Exercise material:
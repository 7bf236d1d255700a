//! Id Spaces
//!
//! A session is known under three different ids: the id the client chose
//! ([`ClientId`]), the id the serving domain sees ([`ServerId`]), and, for
//! forwarded sessions, the client id used one level up. Each id space maps
//! ids to the arena key of the session record.

use std::collections::BTreeMap;
use std::fmt;

use cap_identity::Index;

/// Id usable as a key of an [`IdSpace`]
pub trait SpaceId: Copy + Ord + fmt::Debug {
    fn from_raw(raw: u64) -> Self;
    fn raw(self) -> u64;
}

/// Session id chosen by the client
#[derive(Debug, Clone, Copy, PartialEq, Eq, PartialOrd, Ord, Hash)]
pub struct ClientId(pub u64);

/// Session id within a server's id space
#[derive(Debug, Clone, Copy, PartialEq, Eq, PartialOrd, Ord, Hash)]
pub struct ServerId(pub u64);

impl SpaceId for ClientId {
    fn from_raw(raw: u64) -> Self {
        ClientId(raw)
    }

    fn raw(self) -> u64 {
        self.0
    }
}

impl SpaceId for ServerId {
    fn from_raw(raw: u64) -> Self {
        ServerId(raw)
    }

    fn raw(self) -> u64 {
        self.0
    }
}

/// Arena key of a session record
#[derive(Debug, Clone, Copy, PartialEq, Eq, PartialOrd, Ord, Hash)]
pub struct SessionKey(pub(crate) Index);

/// Ordered map from ids to values with id allocation
#[derive(Debug)]
pub struct IdSpace<I: SpaceId, T> {
    next: u64,
    entries: BTreeMap<I, T>,
}

impl<I: SpaceId, T> Default for IdSpace<I, T> {
    fn default() -> Self {
        Self::new()
    }
}

impl<I: SpaceId, T> IdSpace<I, T> {
    pub fn new() -> Self {
        Self {
            next: 1,
            entries: BTreeMap::new(),
        }
    }

    /// Insert under a freshly allocated id
    pub fn insert(&mut self, value: T) -> I {
        while self.entries.contains_key(&I::from_raw(self.next)) {
            self.next = self.next.wrapping_add(1).max(1);
        }

        let id = I::from_raw(self.next);
        self.next = self.next.wrapping_add(1).max(1);
        self.entries.insert(id, value);
        id
    }

    /// Insert under a caller-chosen id; refuses ids already in use
    pub fn insert_at(&mut self, id: I, value: T) -> bool {
        if self.entries.contains_key(&id) {
            return false;
        }
        self.entries.insert(id, value);
        true
    }

    pub fn get(&self, id: I) -> Option<&T> {
        self.entries.get(&id)
    }

    pub fn get_mut(&mut self, id: I) -> Option<&mut T> {
        self.entries.get_mut(&id)
    }

    pub fn contains(&self, id: I) -> bool {
        self.entries.contains_key(&id)
    }

    pub fn remove(&mut self, id: I) -> Option<T> {
        self.entries.remove(&id)
    }

    pub fn iter(&self) -> impl Iterator<Item = (I, &T)> {
        self.entries.iter().map(|(id, value)| (*id, value))
    }

    pub fn ids(&self) -> Vec<I> {
        self.entries.keys().copied().collect()
    }

    #[inline]
    pub fn len(&self) -> usize {
        self.entries.len()
    }

    #[inline]
    pub fn is_empty(&self) -> bool {
        self.entries.is_empty()
    }
}
//! Capability Identity - kernel-resident capability tracking for KaaL
//!
//! # Purpose
//! Every invokable kernel object owns a list of identities; every identity
//! owns one reference per protection domain that holds a capability to the
//! object; every reference is keyed by a domain-local id and reachable through
//! that domain's ordered index. Destroying an object invalidates every
//! reference in every domain before the object is reclaimed.
//!
//! # Integration Points
//! - Depends on: nothing but `alloc`
//! - Provides to: the session layer (`kaal-session`), which delegates session
//!   capabilities between domains and moves quota between their accounts
//! - Capabilities required: N/A (this crate *is* the capability space)
//!
//! # Architecture
//! ```text
//! Kernel
//!  ├─ Arena<Pd>                       CapIdAllocator + CapIndex + quota
//!  ├─ Arena<Object>                   ──< IdentityId
//!  ├─ Arena<ObjectIdentity>           ──< ReferenceId, ──> ObjectId
//!  └─ Arena<ObjectIdentityReference>  ──> IdentityId, (DomainId, CapId)
//! ```
//! All cross-links are generational arena indices, so a link into a retired
//! record resolves to `None` rather than to a recycled record.
//!
//! # Testing Strategy
//! - Unit tests: allocator, index, accounts, graph operations
//! - Integration tests: cascading invalidation across domains, id uniqueness,
//!   quota conservation
//! - Benchmarks: index lookup

#![no_std]

#[cfg(test)]
#[macro_use]
extern crate std;

extern crate alloc;

pub mod arena;
pub mod config;
pub mod cspace;
pub mod domain;
pub mod identity;
pub mod kernel;
pub mod quota;

pub use arena::{Arena, Index};
pub use config::{DomainConfig, KernelConfig, INVALID_CAP_ID};
pub use cspace::{CapIdAllocator, CapIndex};
pub use domain::Pd;
pub use identity::{Object, ObjectIdentity, ObjectIdentityReference, ObjectKind};
pub use kernel::Kernel;
pub use quota::{DomainQuota, QuotaAccount, Resource};

use thiserror::Error;

/// Domain-local capability id (`capid_t`)
pub type CapId = u32;

/// Error types for capability operations
#[derive(Debug, Clone, PartialEq, Eq, Error)]
pub enum CapabilityError {
    #[error("Out of capability slots in domain {domain:?}")]
    OutOfCaps { domain: DomainId },

    #[error("Insufficient {resource} quota (requested: {requested}, available: {available})")]
    InsufficientQuota {
        resource: Resource,
        requested: u64,
        available: u64,
    },

    #[error("Unknown domain {0:?}")]
    UnknownDomain(DomainId),
}

pub type Result<T> = core::result::Result<T, CapabilityError>;

/// Protection domain handle
#[derive(Debug, Clone, Copy, PartialEq, Eq, PartialOrd, Ord, Hash)]
pub struct DomainId(pub(crate) Index);

/// Kernel object handle
#[derive(Debug, Clone, Copy, PartialEq, Eq, PartialOrd, Ord, Hash)]
pub struct ObjectId(pub(crate) Index);

/// Object identity handle
#[derive(Debug, Clone, Copy, PartialEq, Eq, PartialOrd, Ord, Hash)]
pub struct IdentityId(pub(crate) Index);

/// Identity reference handle
#[derive(Debug, Clone, Copy, PartialEq, Eq, PartialOrd, Ord, Hash)]
pub struct ReferenceId(pub(crate) Index);

/// Unforgeable reference to an object, valid only in one domain
///
/// Only the kernel constructs capabilities. A capability can be compared,
/// copied, resolved through [`Kernel::lookup`], delegated, or released; it
/// carries no address of the object it names.
#[derive(Debug, Clone, Copy, PartialEq, Eq, Hash)]
pub struct Capability {
    domain: DomainId,
    id: CapId,
}

impl Capability {
    pub(crate) fn new(domain: DomainId, id: CapId) -> Self {
        Self { domain, id }
    }

    /// Domain whose capability space holds this capability
    #[inline]
    pub fn domain(&self) -> DomainId {
        self.domain
    }

    /// Domain-local id
    #[inline]
    pub fn local_id(&self) -> CapId {
        self.id
    }
}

Prompt:
What you return must be the lines above that run from the line with "pub struct ReferenceId(pub(crate) Index);" to the line with "pub struct Capability", inclusive, each copied exactly.

Output below:
pub struct ReferenceId(pub(crate) Index);

/// Unforgeable reference to an object, valid only in one domain
///
/// Only the kernel constructs capabilities. A capability can be compared,
/// copied, resolved through [`Kernel::lookup`], delegated, or released; it
/// carries no address of the object it names.
#[derive(Debug, Clone, Copy, PartialEq, Eq, Hash)]
pub struct Capability {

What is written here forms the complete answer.